Robert Pringle is an Assistant Professor at Princeton University in the Ecology/Evolutionary Biology Department. Dr. Pringle has researched extensively how unrelated species interact with not only each other, but with environmental factors as well. Dr. Pringle specializes on African savanna ecosystems, in central Kenya and Mozambique; he is currently working with Princeton doctoral candidate Tyler Coverdale to understand how elephants impact the environment around them both directly and indirectly. Here is Dr.

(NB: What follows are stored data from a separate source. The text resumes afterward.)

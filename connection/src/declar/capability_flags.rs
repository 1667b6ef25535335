use bitflags::bitflags;

bitflags! {
    /// Client/server capability bits exchanged during the handshake.
    ///
    /// ref: https://dev.mysql.com/doc/dev/mysql-server/latest/group__group__cs__capabilities__flags.html
    #[derive(Debug, Clone, Copy, PartialEq, Eq)]
    pub struct CapabilityFlags: u32 {
        const LONG_PASSWORD = 0x0000_0001;
        const FOUND_ROWS = 0x0000_0002;
        const LONG_FLAG = 0x0000_0004;
        const CONNECT_WITH_DB = 0x0000_0008;
        const NO_SCHEMA = 0x0000_0010;
        const COMPRESS = 0x0000_0020;
        const ODBC = 0x0000_0040;
        const LOCAL_FILES = 0x0000_0080;
        const IGNORE_SPACE = 0x0000_0100;
        const PROTOCOL_41 = 0x0000_0200;
        const INTERACTIVE = 0x0000_0400;
        const SSL = 0x0000_0800;
        const IGNORE_SIGPIPE = 0x0000_1000;
        const TRANSACTIONS = 0x0000_2000;
        const RESERVED = 0x0000_4000;
        const SECURE_CONNECTION = 0x0000_8000;
        const MULTI_STATEMENTS = 0x0001_0000;
        const MULTI_RESULTS = 0x0002_0000;
        const PS_MULTI_RESULTS = 0x0004_0000;
        const PLUGIN_AUTH = 0x0008_0000;
        const CONNECT_ATTRS = 0x0010_0000;
        const PLUGIN_AUTH_LENENC_DATA = 0x0020_0000;
        const CAN_HANDLE_EXPIRED_PASSWORDS = 0x0040_0000;
        const SESSION_TRACK = 0x0080_0000;
        const DEPRECATE_EOF = 0x0100_0000;
        const SSL_VERIFY_SERVER_CERT = 0x4000_0000;
    }
}

/// Capabilities this replica client advertises.
///
/// SSL, compression and the pluggable auth extensions are deliberately
/// left out: the wire client speaks plain TCP and mysql_native_password
/// only, and the 5.6+ CONNECT_ATTRS / PLUGIN_AUTH_LENENC_DATA framings
/// would change the auth packet layout.
pub fn replica_client_flags() -> CapabilityFlags {
    CapabilityFlags::LONG_PASSWORD
        | CapabilityFlags::FOUND_ROWS
        | CapabilityFlags::LONG_FLAG
        | CapabilityFlags::CONNECT_WITH_DB
        | CapabilityFlags::LOCAL_FILES
        | CapabilityFlags::PROTOCOL_41
        | CapabilityFlags::TRANSACTIONS
        | CapabilityFlags::SECURE_CONNECTION
        | CapabilityFlags::MULTI_STATEMENTS
        | CapabilityFlags::MULTI_RESULTS
        | CapabilityFlags::PS_MULTI_RESULTS
}

#[cfg(test)]
mod tests {
    use super::*;

    #[test]
    fn excluded_capabilities_stay_off() {
        let flags = replica_client_flags();
        assert!(!flags.contains(CapabilityFlags::SSL));
        assert!(!flags.contains(CapabilityFlags::COMPRESS));
        assert!(!flags.contains(CapabilityFlags::SSL_VERIFY_SERVER_CERT));
        assert!(!flags.contains(CapabilityFlags::PLUGIN_AUTH));
        assert!(!flags.contains(CapabilityFlags::CONNECT_ATTRS));
        assert!(!flags.contains(CapabilityFlags::PLUGIN_AUTH_LENENC_DATA));
    }

    #[test]
    fn required_capabilities_on() {
        let flags = replica_client_flags();
        assert!(flags.contains(CapabilityFlags::PROTOCOL_41));
        assert!(flags.contains(CapabilityFlags::SECURE_CONNECTION));
    }
}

Pringle on his collaboration with Coverdale:

"Elephants are messy eaters, and frequently tear off large branches from trees. Although this sounds destructive, the downed branches can provide a safe environment for vulnerable grasses and wildflowers -- not only by protecting these plants from smaller herbivores like zebras and gazelles, but also by providing protection from the harsh sun."

Armed with DS1923 iButtons® and Thermodata Viewer Software, Pringle and Coverdale are setting out to measure temperature and humidity levels from the debris left from the elephants. Says Coverdale: “by better understanding how elephants effect the diversity and stability of plant populations, we hope to reframe longstanding perceptions of elephant ‘damage’ in savannas”.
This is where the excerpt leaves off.